> _Problem to work on_:
In the data that follows, every line containing the word "based" should be returned.

──────── Task material

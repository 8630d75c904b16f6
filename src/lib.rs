#![cfg_attr(docsrs, feature(doc_cfg))]
//! # hash-digraph
//!
//! hash-digraph is an in-memory directed multigraph keyed by arbitrary hashable
//! values, plus the classical algorithms needed to reason about dependency
//! graphs (build graphs, task graphs, module graphs): cycle detection,
//! depth-first preorder, strongly connected components, topological ordering
//! and level-based scheduling.
//!
//! ## Features
//! - [`DirectedGraph`](store::DirectedGraph): insertion-ordered vertex registry
//!   with mirrored forward/backward adjacency, parallel edges and optional
//!   per-edge labels
//! - Algorithms written against the minimal [`GraphLike`](store::GraphLike)
//!   contract, so alternative stores plug in without changes
//! - Iterative traversals throughout; no recursion depth limits
//! - Async mirrors over stream-based sources in [`asynchronous`]
//!
//! ## Usage
//! ```rust
//! use hash_digraph::prelude::*;
//!
//! let mut g = DirectedGraph::from_edges([("app", "lib"), ("lib", "core")]);
//! g.add_edge("app", "core", ());
//! assert!(!has_cycle(&g));
//! assert_eq!(toposort(&g).collect::<Vec<_>>(), vec!["core", "lib", "app"]);
//! ```
//!
//! ## Invariant checking
//! Enable the `strict-invariants` feature to validate the adjacency indices
//! after every mutation; see [`DebugInvariants`].
//!
//! ## Concurrency
//! Everything is synchronous and single-threaded. Lazy sequences borrow the
//! graph, so mutating it mid-iteration does not compile. Dropping a sequence
//! early is always safe.

pub mod algs;
pub mod asynchronous;
pub mod debug_invariants;
pub mod graph_error;
pub mod store;

pub use debug_invariants::DebugInvariants;
pub use graph_error::GraphError;

/// A convenient prelude to import the most-used traits & types:
pub mod prelude {
    pub use crate::algs::{
        has_cycle, preorder, schedule, strongly_connected_components, toposort,
    };
    pub use crate::asynchronous::{
        AsyncGraphLike, Blocking, has_cycle_async, preorder_async,
        strongly_connected_components_async, toposort_async,
    };
    pub use crate::debug_invariants::DebugInvariants;
    pub use crate::graph_error::GraphError;
    pub use crate::store::{DirectedGraph, GraphLike, LabelLike, OrderedMultiIndex, VertexLike};
}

────────────────

> _Result_:
//! and level-based scheduling.
//! - Async mirrors over stream-based sources in [`asynchronous`]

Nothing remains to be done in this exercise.